Trying to get some leverage, she groped at the uneven ground with her feet, but her assailant had dropped to his knees and dug an elbow into her chest, spreading her legs with his other hand. He shoved up her skirt and ripped off her pantyhose, shredding them.
"I'm being raped!" screamed through Laura's mind the instant she felt a strong hand against her thighs. No, this couldn't be happening to her! This was not a mugging. He was not interested in her purse. He was going to rape her. For the first time Laura realized he was making sounds. Hisses, grunts and some words. "Fuck." "Pay." "Brother." They made no sense. She knew she should pay attention, but he was digging his fingers into her abdomen, groping for her white cotton panties. She flailed and twisted, but he yanked them down past her knees in one effortless move. Then he lowered himself onto her. His face so close to hers that she could feel each guttural breath. His bulk crushed her chest, making it hard to breathe. For the first time, she looked at his eyes, recoiling at what she saw: brown saucers, smoldering with hate.
Pinned to the hard ground, helpless against this man's immense strength, barely able to breathe, she urged herself to think, but how could she as he pushed his body onto hers? He kept spewing obscenities, more focused now. The words "fuck" and "kill" and "cut your throat" interspersed between incomprehensible grunts.
"Kill"? He was going to kill her?
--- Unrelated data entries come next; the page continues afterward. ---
impl<H: Host> Interceptor<H> {
    /// Create interceptor with default configuration
    #[must_use]
    pub fn new(host: H) -> Self {
        Self::with_config(host, InterceptorConfig::default())
    }

    /// Create interceptor with custom configuration
    #[must_use]
    pub fn with_config(host: H, config: InterceptorConfig) -> Self {
        Self {
            host,
            installer: Installer::new().with_call_tracing(config.trace_calls),
            config,
            backups: BackupStore::new(),
        }
    }

    /// Host the interceptor drives
    #[inline]
    #[must_use]
    pub fn host(&self) -> &H {
        &self.host
    }

    /// Active configuration
    #[inline]
    #[must_use]
    pub fn config(&self) -> &InterceptorConfig {
        &self.config
    }

    // ------------------------------------------------------------------
    // Backup and restore
    // ------------------------------------------------------------------

    /// Preserve the original of `target` without installing anything
    ///
    /// # Errors
    /// `UndefinedTarget` if `target` does not exist
    pub fn backup(&mut self, target: impl IntoTarget) -> Result<()> {
        let target = target.into_target()?;
        self.backups.ensure_backed_up(&self.host, &target)?;
        Ok(())
    }

    /// Rebind the preserved original of `target`
    ///
    /// Drops the target's installation bookkeeping as well, so a
    /// sequential counter starts over on the next install.
    ///
    /// # Errors
    /// `MissingBackup` if no original was preserved
    pub fn restore(&mut self, target: impl IntoTarget) -> Result<()> {
        let target = target.into_target()?;
        self.backups.restore(&self.host, &target)?;
        self.installer.forget(&target);
        tracing::info!(callee = %target, "original restored");
        Ok(())
    }

    /// Restore every backed-up target
    ///
    /// Every target is attempted; failures are logged and the first one is
    /// returned once all have been tried.
    ///
    /// # Errors
    /// First restore failure encountered
    pub fn restore_all(&mut self) -> Result<()> {
        let targets: Vec<TargetId> = self.backups.targets().cloned().collect();
        let mut first_error = None;

        for target in targets {
            if let Err(e) = self.restore(target.clone()) {
                tracing::warn!(callee = %target, error = %e, "restore failed");
                first_error.get_or_insert(e);
            }
        }

        first_error.map_or(Ok(()), Err)
    }

    /// Tear down: restore originals (when configured) and drop installation
    /// bookkeeping
    ///
    /// Targets whose restore fails keep their bookkeeping, since their
    /// substitute is still bound.
    ///
    /// # Errors
    /// First restore failure
    pub fn reset(&mut self) -> Result<()> {
        let restored = if self.config.restore_on_reset {
            let restored = self.restore_all();
            let backups = &self.backups;
            self.installer.retain(|target| backups.contains(target));
            restored
        } else {
            self.installer.clear();
            Ok(())
        };
        tracing::debug!(
            preserved = self.backups.len(),
            installed = self.installer.len(),
            "interceptor reset"
        );
        restored
    }

    // ------------------------------------------------------------------
    // Installation
    // ------------------------------------------------------------------

    /// Install an arbitrary substitute body
    ///
    /// # Errors
    /// `UndefinedTarget` if a backup is requested for a missing target
    pub fn install_function(
        &mut self,
        target: impl IntoTarget,
        body: Function,
        with_backup: bool,
    ) -> Result<()> {
        self.install_policy(target, Arc::new(CustomSubstitute::new(body)), with_backup)
    }

    /// Install any substitute policy
    ///
    /// # Errors
    /// `UndefinedTarget` if a backup is requested for a missing target
    pub fn install_policy(
        &mut self,
        target: impl IntoTarget,
        policy: Arc<dyn SubstitutePolicy>,
        with_backup: bool,
    ) -> Result<()> {
        let target = target.into_target()?;
        self.installer
            .install(&self.host, &mut self.backups, &target, policy, with_backup)?;
        Ok(())
    }

    /// Run `hook` on every call, record its result in `slot` and return it
    ///
    /// # Errors
    /// `UndefinedTarget` if a backup is requested for a missing target
    pub fn hook(
        &mut self,
        target: impl IntoTarget,
        hook: Function,
        slot: &OutputSlot,
        with_backup: bool,
    ) -> Result<()> {
        let policy = HookForward::new(hook, slot.clone());
        self.install_policy(target, Arc::new(policy), with_backup)
    }

    /// Return the response of the first condition whose named argument
    /// strictly equals its expected value, otherwise `default`
    ///
    /// Parameter names are read from the original before it is overridden.
    ///
    /// # Errors
    /// - `UndefinedTarget` if `target` does not exist
    /// - `UnsupportedTargetKind` if `target` is already bound to a substitute
    pub fn conditional_return(
        &mut self,
        target: impl IntoTarget,
        conditions: Vec<Condition>,
        default: impl Into<ResponseSpec>,
        with_backup: bool,
    ) -> Result<()> {
        let target = target.into_target()?;
        if self.host.is_substitute(&target)? {
            return Err(InterceptError::UnsupportedTargetKind(target));
        }
        let parameters = self.host.parameter_names(&target)?;

        let policy = ConditionalReturn::new(parameters, conditions, default.into());
        self.install_policy(target, Arc::new(policy), with_backup)
    }

    /// Return `responses` one per call, in order
    ///
    /// A call past the end fails with `IndexOutOfRange`.
    ///
    /// # Errors
    /// `UndefinedTarget` if a backup is requested for a missing target
    pub fn consistent_return(
        &mut self,
        target: impl IntoTarget,
        responses: Vec<ResponseSpec>,
        with_backup: bool,
    ) -> Result<()> {
        self.install_policy(target, Arc::new(SequentialReturn::new(responses)), with_backup)
    }

    /// Always return `response`
    ///
    /// # Errors
    /// `UndefinedTarget` if a backup is requested for a missing target
    pub fn simple_return(
        &mut self,
        target: impl IntoTarget,
        response: impl Into<ResponseSpec>,
        with_backup: bool,
    ) -> Result<()> {
        let policy = ConstantReturn::new(response.into());
        self.install_policy(target, Arc::new(policy), with_backup)
    }

    /// Forward every call on `target` to `delegate`, backing up per
    /// `backup_by_default`
    ///
    /// # Errors
    /// As [`replace_with_backup`](Self::replace_with_backup)
    pub fn replace(&mut self, target: impl IntoTarget, delegate: impl IntoTarget) -> Result<()> {
        let with_backup = self.config.backup_by_default;
        self.replace_with_backup(target, delegate, with_backup)
    }

    /// Forward every call on `target` to `delegate`
    ///
    /// The delegate is looked up per call, so redefining it later is
    /// observed.
    ///
    /// # Errors
    /// - `InvalidTarget` for a malformed delegate name
    /// - `UndefinedTarget` if a backup is requested for a missing target
    pub fn replace_with_backup(
        &mut self,
        target: impl IntoTarget,
        delegate: impl IntoTarget,
        with_backup: bool,
    ) -> Result<()> {
        let delegate = delegate.into_target()?;
        self.install_policy(target, Arc::new(DelegatingReplace::new(delegate)), with_backup)
    }

    /// Make `target` a no-op returning null, backing up per
    /// `backup_by_default`
    ///
    /// # Errors
    /// As [`mute_with_backup`](Self::mute_with_backup)
    pub fn mute(&mut self, target: impl IntoTarget) -> Result<()> {
        let with_backup = self.config.backup_by_default;
        self.mute_with_backup(target, with_backup)
    }

    /// Make `target` a no-op returning null
    ///
    /// # Errors
    /// `UndefinedTarget` if a backup is requested for a missing target
    pub fn mute_with_backup(&mut self, target: impl IntoTarget, with_backup: bool) -> Result<()> {
        self.install_policy(target, Arc::new(Mute), with_backup)
    }

    // ------------------------------------------------------------------
    // Metadata
    // ------------------------------------------------------------------

    /// Replace the access flags of `target`
    ///
    /// # Errors
    /// `UndefinedTarget` if `target` does not exist
    pub fn set_access_attributes(&self, target: impl IntoTarget, flags: AccessFlags) -> Result<()> {
        let target = target.into_target()?;
        AttributeMutator.set_access_attributes(&self.host, &target, flags)?;
        Ok(())
    }

    /// Rebind the value of constant `name`
    ///
    /// # Errors
    /// `UndefinedConstant` if `name` was never defined
    pub fn redefine_constant(&self, name: &str, value: impl Into<Value>) -> Result<()> {
        AttributeMutator.redefine_constant(&self.host, name, value.into())?;
        Ok(())
    }

    // ------------------------------------------------------------------
    // Introspection
    // ------------------------------------------------------------------

    /// Is the original of `target` preserved?
    #[must_use]
    pub fn is_backed_up(&self, target: impl IntoTarget) -> bool {
        target
            .into_target()
            .is_ok_and(|target| self.backups.contains(&target))
    }

    /// Strategy name of the substitute installed on `target`
    #[must_use]
    pub fn active_policy(&self, target: impl IntoTarget) -> Option<&'static str> {
        let target = target.into_target().ok()?;
        self.installer.get(&target).map(Installation::strategy)
    }

    /// Targets with an installed substitute, sorted
    #[must_use]
    pub fn installed_targets(&self) -> Vec<TargetId> {
        let mut targets: Vec<TargetId> = self.installer.targets().cloned().collect();
        targets.sort();
        targets
    }
}
//! Hook-and-forward dispatch
//!
//! Runs a caller-supplied function, records its result in an
//! [`OutputSlot`] and returns the same result.

use crate::policy::SubstitutePolicy;
use hookwire_runtime::{CallContext, CallError, Function, Value};
use parking_lot::Mutex;
use std::sync::Arc;

/// Single-value observation cell
///
/// Owned by the test, shared with the substitute. Every successful hooked
/// call overwrites the previous value; it never accumulates.
#[derive(Debug, Clone, Default)]
pub struct OutputSlot(Arc<Mutex<Option<Value>>>);

impl OutputSlot {
    /// Create empty slot
    #[inline]
    #[must_use]
    pub fn new() -> Self {
        Self::default()
    }

    /// Result of the latest hooked call
    #[must_use]
    pub fn get(&self) -> Option<Value> {
        self.0.lock().clone()
    }

    /// Take the latest result, leaving the slot empty
    pub fn take(&self) -> Option<Value> {
        self.0.lock().take()
    }

    /// Has any hooked call completed since creation or the last take?
    #[must_use]
    pub fn is_filled(&self) -> bool {
        self.0.lock().is_some()
    }

    fn store(&self, value: Value) {
        *self.0.lock() = Some(value);
    }
}

/// Observe what an indirect call produced without altering control flow
#[derive(Debug, Clone)]
pub struct HookForward {
    hook: Function,
    slot: OutputSlot,
}

impl HookForward {
    /// Create hook writing into `slot`
    #[inline]
    #[must_use]
    pub fn new(hook: Function, slot: OutputSlot) -> Self {
        Self { hook, slot }
    }

    /// Slot this hook writes to
    #[inline]
    #[must_use]
    pub fn slot(&self) -> &OutputSlot {
        &self.slot
    }
}

impl SubstitutePolicy for HookForward {
    fn respond(&self, ctx: &CallContext<'_>, args: &[Value]) -> Result<Value, CallError> {
        let result = self.hook.invoke(ctx, args)?;
        self.slot.store(result.clone());
        Ok(result)
    }

    fn name(&self) -> &'static str {
        "hook"
    }
}

#[cfg(test)]
mod tests {
    use super::*;
    use hookwire_runtime::{Runtime, TargetId};

    fn call(policy: &HookForward, args: &[Value]) -> Result<Value, CallError> {
        let rt = Runtime::new();
        let t = TargetId::Function("insert".into());
        policy.respond(&CallContext::new(&rt, &t), args)
    }

    #[test]
    fn slot_holds_latest_result() {
        let slot = OutputSlot::new();
        let hook = HookForward::new(
            Function::from_fn(|args| Ok(args[0].clone())),
            slot.clone(),
        );

        assert_eq!(call(&hook, &[Value::Int(1)]).unwrap(), Value::Int(1));
        assert_eq!(call(&hook, &[Value::Int(2)]).unwrap(), Value::Int(2));
        assert_eq!(slot.get(), Some(Value::Int(2)));
        assert_eq!(hook.slot().get(), Some(Value::Int(2)));
    }

    #[test]
    fn failing_hook_leaves_slot_untouched() {
        let slot = OutputSlot::new();
        let hook = HookForward::new(
            Function::from_fn(|_| Err(CallError::raised("boom"))),
            slot.clone(),
        );

        assert!(call(&hook, &[]).is_err());
        assert!(!slot.is_filled());
    }

    #[test]
    fn take_empties_slot() {
        let slot = OutputSlot::new();
        let hook = HookForward::new(Function::from_fn(|_| Ok(Value::Bool(true))), slot.clone());

        call(&hook, &[]).unwrap();
        assert_eq!(slot.take(), Some(Value::Bool(true)));
        assert!(slot.get().is_none());
    }
}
She had to get away! Repeatedly, she tried to scream, but the hand crushed her lips and nose. His other hand worked his pants down and he thrust his stiff penis between her thighs.
Her struggle seemed useless, but she wouldn't surrender. She thought of her husband, her children. Was she going to die right here? Her purse strap, wound around her right shoulder, impaired any motion on that side. Pulling her left hand free, she reached up and ripped off her attacker's baseball cap. She tried to tear at his hair, but the head was shaved smooth. She tried to scratch at his eyes, but her nails were filed too short to make an impact. He managed to pin her arm. Something lumpy was digging into her back and she realized that the bump underneath her must be her purse. Desperate now, she felt like an animal, a trapped animal with the powerful instinct of survival taking hold.
He groaned as he shoved his penis inside her back and forth. The cadence of crude obscenities assaulted her. "Fuck you, bitch doctors. Slit your fuckin' throats." Laura realized with horror that her attacker was acting out of hate, not lust. Hate so deep that he wanted to hurt her as much as he could. What was next? Death? Was he going to kill her with that knife? Her heart beat so fast that she thought it would explode in her chest. She had two small children. She wasn't ready to die!